═══ RECORDS SUPPLIED
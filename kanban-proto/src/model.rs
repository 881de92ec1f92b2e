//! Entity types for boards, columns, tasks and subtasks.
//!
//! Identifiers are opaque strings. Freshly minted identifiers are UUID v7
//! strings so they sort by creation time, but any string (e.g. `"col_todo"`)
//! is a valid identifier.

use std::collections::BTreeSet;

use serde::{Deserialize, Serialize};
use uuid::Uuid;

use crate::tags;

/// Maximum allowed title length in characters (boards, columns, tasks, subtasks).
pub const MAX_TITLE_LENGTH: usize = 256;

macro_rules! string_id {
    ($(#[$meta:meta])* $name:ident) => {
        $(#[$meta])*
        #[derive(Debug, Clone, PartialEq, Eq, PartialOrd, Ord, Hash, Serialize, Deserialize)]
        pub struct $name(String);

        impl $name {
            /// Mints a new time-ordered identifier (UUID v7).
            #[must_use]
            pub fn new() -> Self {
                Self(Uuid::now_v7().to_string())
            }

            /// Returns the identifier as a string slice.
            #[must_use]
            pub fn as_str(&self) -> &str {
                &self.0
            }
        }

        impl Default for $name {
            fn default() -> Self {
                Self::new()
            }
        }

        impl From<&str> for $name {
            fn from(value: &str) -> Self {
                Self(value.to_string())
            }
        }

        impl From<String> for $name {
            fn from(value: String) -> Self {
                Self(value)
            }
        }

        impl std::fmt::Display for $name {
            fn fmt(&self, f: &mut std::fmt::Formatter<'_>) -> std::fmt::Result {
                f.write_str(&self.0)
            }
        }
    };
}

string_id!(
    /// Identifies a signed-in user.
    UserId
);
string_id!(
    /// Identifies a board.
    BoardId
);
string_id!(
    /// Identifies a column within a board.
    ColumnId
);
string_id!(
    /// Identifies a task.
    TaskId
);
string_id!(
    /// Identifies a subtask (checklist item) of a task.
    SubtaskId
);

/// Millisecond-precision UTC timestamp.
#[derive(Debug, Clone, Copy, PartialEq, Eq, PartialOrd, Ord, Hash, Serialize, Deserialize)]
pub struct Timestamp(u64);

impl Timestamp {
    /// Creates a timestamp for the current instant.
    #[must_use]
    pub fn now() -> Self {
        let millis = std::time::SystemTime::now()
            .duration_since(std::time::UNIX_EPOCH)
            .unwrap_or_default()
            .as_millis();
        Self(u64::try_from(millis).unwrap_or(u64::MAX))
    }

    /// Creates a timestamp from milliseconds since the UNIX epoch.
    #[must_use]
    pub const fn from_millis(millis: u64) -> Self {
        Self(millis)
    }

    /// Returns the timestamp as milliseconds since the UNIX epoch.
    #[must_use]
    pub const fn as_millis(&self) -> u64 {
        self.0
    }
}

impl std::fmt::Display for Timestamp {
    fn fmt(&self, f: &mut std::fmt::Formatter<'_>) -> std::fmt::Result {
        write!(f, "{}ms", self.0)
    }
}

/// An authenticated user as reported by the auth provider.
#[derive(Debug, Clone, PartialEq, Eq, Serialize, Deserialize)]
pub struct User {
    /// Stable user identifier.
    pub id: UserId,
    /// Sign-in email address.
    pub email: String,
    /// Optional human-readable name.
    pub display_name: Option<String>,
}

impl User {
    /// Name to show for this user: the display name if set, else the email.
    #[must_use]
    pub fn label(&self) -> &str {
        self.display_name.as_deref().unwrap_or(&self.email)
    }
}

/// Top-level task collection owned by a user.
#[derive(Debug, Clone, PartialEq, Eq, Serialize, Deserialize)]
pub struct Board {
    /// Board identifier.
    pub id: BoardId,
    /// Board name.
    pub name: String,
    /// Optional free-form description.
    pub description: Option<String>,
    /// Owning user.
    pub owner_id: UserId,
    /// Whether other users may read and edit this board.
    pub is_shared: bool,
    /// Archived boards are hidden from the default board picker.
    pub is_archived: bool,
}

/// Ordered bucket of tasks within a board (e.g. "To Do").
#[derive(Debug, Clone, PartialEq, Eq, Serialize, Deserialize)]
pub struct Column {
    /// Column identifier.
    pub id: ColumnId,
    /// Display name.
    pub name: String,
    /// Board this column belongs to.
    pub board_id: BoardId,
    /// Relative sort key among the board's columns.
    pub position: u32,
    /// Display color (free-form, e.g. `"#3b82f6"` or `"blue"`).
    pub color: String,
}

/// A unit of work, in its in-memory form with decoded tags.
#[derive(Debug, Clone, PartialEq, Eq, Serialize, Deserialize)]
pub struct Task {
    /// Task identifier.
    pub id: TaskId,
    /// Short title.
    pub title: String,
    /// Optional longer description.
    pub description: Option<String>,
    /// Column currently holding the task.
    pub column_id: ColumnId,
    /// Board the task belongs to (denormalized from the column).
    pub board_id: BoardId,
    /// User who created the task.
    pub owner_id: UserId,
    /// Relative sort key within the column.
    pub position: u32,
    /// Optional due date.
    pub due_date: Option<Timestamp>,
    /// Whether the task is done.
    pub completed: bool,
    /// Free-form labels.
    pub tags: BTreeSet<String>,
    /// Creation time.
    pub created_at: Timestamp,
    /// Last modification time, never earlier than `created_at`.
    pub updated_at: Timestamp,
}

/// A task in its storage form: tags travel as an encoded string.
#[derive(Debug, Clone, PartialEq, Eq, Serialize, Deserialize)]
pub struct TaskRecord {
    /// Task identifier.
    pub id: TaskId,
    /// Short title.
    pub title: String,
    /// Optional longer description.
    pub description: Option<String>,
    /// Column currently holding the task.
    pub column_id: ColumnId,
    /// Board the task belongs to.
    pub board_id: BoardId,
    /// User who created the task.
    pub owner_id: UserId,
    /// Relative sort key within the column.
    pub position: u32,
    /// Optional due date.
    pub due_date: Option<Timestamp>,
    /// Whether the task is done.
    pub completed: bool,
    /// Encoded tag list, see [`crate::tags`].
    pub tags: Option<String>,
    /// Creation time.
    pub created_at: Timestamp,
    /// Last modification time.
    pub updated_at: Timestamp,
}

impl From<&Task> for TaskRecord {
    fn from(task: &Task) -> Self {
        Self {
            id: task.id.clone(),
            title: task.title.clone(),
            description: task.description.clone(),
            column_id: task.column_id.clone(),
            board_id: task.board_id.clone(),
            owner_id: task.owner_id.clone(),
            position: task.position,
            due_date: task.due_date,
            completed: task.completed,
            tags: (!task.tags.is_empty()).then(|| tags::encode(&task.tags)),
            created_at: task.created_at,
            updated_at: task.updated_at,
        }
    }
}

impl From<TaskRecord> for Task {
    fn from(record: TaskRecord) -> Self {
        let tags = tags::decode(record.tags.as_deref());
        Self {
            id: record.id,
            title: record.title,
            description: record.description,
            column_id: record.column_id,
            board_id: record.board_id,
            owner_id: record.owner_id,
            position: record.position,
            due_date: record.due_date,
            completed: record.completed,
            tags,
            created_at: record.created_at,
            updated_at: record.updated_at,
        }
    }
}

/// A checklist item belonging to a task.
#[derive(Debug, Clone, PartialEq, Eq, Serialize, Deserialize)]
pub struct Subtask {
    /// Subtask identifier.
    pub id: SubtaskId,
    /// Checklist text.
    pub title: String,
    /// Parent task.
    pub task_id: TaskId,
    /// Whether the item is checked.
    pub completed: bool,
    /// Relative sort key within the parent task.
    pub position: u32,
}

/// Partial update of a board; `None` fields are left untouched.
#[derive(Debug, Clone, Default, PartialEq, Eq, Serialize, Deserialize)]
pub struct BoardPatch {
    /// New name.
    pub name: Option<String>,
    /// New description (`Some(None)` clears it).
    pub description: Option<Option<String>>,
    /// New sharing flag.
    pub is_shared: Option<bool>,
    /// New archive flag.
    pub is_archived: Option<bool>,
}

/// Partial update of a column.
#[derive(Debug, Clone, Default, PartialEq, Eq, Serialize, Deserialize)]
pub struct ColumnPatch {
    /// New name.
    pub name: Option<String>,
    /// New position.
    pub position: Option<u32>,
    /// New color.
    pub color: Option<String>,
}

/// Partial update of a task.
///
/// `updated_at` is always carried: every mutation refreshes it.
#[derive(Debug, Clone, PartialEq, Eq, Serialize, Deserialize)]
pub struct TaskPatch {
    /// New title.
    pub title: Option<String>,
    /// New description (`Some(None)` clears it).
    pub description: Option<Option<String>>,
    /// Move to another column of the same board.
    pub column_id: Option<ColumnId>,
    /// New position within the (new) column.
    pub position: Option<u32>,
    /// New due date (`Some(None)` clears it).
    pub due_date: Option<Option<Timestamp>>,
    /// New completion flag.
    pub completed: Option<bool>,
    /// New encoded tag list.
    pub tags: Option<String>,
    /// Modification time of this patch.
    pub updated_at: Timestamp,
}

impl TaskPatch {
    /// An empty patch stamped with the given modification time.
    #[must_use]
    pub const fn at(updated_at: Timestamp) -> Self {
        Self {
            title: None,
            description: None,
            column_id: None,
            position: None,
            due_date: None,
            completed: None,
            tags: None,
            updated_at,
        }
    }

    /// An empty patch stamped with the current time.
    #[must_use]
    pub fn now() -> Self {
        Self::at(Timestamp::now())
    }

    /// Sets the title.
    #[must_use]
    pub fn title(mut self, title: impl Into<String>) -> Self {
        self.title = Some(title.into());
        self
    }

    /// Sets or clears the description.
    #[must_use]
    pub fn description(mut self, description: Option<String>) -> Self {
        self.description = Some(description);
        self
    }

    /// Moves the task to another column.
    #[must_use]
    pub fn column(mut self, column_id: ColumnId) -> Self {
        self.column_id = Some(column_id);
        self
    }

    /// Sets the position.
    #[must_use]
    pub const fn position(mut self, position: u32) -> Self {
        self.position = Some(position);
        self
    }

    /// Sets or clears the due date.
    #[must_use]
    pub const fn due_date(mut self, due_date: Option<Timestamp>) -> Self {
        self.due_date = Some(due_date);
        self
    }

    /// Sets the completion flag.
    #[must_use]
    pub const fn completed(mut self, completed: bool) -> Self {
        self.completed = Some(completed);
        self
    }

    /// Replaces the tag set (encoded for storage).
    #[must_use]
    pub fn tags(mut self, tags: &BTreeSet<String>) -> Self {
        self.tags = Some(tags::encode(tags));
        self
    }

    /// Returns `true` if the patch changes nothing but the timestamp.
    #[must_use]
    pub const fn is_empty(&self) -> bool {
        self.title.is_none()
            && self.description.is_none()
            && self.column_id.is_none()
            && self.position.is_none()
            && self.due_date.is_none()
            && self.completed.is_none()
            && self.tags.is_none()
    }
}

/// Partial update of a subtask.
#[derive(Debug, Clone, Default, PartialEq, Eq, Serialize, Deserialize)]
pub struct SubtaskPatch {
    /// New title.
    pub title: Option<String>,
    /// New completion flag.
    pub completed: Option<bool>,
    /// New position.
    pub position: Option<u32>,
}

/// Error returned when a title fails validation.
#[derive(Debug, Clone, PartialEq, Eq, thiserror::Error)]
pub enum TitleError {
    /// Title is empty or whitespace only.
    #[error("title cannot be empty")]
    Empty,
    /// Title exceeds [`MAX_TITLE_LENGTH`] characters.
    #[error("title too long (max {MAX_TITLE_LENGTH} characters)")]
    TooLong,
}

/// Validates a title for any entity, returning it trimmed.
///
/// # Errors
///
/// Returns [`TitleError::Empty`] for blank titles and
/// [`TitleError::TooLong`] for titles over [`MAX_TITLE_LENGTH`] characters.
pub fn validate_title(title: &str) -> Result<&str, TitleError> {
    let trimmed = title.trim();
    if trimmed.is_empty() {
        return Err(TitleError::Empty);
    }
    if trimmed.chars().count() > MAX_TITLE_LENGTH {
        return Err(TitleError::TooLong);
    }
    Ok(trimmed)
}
══════
═══ RECORDS SUPPLIED
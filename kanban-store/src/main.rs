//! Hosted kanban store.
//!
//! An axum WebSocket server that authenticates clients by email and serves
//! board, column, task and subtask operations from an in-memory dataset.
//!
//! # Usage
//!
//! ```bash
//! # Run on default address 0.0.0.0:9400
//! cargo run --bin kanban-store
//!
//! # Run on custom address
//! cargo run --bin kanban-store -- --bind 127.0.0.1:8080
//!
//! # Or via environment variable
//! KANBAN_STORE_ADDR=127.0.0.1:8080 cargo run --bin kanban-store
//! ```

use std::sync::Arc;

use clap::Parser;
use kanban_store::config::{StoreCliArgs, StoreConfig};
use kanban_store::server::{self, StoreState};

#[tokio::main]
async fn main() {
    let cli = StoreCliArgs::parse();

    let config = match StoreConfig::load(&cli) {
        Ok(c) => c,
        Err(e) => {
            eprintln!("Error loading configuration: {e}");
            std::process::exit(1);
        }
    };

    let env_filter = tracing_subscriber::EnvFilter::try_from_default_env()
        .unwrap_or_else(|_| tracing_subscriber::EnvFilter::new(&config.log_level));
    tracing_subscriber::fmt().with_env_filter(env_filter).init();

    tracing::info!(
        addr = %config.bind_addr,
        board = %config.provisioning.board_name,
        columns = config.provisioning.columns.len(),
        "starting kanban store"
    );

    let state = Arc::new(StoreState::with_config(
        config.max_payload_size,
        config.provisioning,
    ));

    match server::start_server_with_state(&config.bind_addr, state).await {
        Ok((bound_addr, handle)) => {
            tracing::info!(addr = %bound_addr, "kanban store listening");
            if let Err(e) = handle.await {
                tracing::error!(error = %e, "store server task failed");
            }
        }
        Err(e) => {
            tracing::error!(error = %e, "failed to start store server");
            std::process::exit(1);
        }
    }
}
══════
═══ RECORDS SUPPLIED
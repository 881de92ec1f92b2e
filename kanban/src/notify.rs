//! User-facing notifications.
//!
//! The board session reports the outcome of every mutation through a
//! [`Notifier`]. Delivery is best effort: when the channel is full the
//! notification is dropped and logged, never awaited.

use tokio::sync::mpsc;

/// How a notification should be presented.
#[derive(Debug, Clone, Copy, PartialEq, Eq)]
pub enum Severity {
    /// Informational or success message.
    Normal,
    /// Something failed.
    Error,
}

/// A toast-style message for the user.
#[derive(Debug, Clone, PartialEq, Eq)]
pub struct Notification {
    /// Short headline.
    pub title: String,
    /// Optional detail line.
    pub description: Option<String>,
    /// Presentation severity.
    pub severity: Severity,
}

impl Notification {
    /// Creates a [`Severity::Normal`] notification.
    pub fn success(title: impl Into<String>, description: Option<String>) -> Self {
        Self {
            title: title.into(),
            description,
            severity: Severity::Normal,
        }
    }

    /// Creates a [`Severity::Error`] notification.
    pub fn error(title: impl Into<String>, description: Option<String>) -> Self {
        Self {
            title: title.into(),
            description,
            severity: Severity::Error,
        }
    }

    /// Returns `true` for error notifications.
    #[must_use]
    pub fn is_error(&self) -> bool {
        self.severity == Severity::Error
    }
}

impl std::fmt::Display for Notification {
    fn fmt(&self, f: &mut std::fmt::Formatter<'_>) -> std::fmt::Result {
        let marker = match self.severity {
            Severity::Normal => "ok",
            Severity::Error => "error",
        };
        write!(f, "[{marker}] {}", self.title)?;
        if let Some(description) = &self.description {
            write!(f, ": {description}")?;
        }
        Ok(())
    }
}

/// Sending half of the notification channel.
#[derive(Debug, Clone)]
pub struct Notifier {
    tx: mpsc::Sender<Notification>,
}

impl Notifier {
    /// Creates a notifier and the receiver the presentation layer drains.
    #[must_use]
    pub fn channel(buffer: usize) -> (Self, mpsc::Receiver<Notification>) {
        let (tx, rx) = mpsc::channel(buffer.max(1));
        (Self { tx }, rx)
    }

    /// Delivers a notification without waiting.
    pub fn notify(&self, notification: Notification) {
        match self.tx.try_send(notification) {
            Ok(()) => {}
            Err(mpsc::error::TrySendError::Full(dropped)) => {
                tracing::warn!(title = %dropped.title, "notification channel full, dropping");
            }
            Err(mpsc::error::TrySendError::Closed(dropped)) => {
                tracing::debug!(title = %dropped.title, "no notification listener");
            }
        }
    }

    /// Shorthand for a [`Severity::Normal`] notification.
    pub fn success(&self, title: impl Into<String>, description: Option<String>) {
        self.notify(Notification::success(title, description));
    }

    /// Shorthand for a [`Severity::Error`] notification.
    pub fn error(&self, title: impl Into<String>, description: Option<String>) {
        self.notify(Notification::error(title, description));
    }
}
══════
■ **DIRECTIONS**: Write down, word for word, the lines above from the one containing "filename kanban-proto/src/model.rs" through the one containing "fn from(value: String)", both ends included.

■ **SOLUTION TO THE EXERCISE**:
filename kanban-proto/src/model.rs
repository 881de92ec1f92b2e
//! Entity types for boards, columns, tasks and subtasks.
//!
//! Identifiers are opaque strings. Freshly minted identifiers are UUID v7
//! strings so they sort by creation time, but any string (e.g. `"col_todo"`)
//! is a valid identifier.

use std::collections::BTreeSet;

use serde::{Deserialize, Serialize};
use uuid::Uuid;

use crate::tags;

/// Maximum allowed title length in characters (boards, columns, tasks, subtasks).
pub const MAX_TITLE_LENGTH: usize = 256;

macro_rules! string_id {
    ($(#[$meta:meta])* $name:ident) => {
        $(#[$meta])*
        #[derive(Debug, Clone, PartialEq, Eq, PartialOrd, Ord, Hash, Serialize, Deserialize)]
        pub struct $name(String);

        impl $name {
            /// Mints a new time-ordered identifier (UUID v7).
            #[must_use]
            pub fn new() -> Self {
                Self(Uuid::now_v7().to_string())
            }

            /// Returns the identifier as a string slice.
            #[must_use]
            pub fn as_str(&self) -> &str {
                &self.0
            }
        }

        impl Default for $name {
            fn default() -> Self {
                Self::new()
            }
        }

        impl From<&str> for $name {
            fn from(value: &str) -> Self {
                Self(value.to_string())
            }
        }

        impl From<String> for $name {
            fn from(value: String) -> Self {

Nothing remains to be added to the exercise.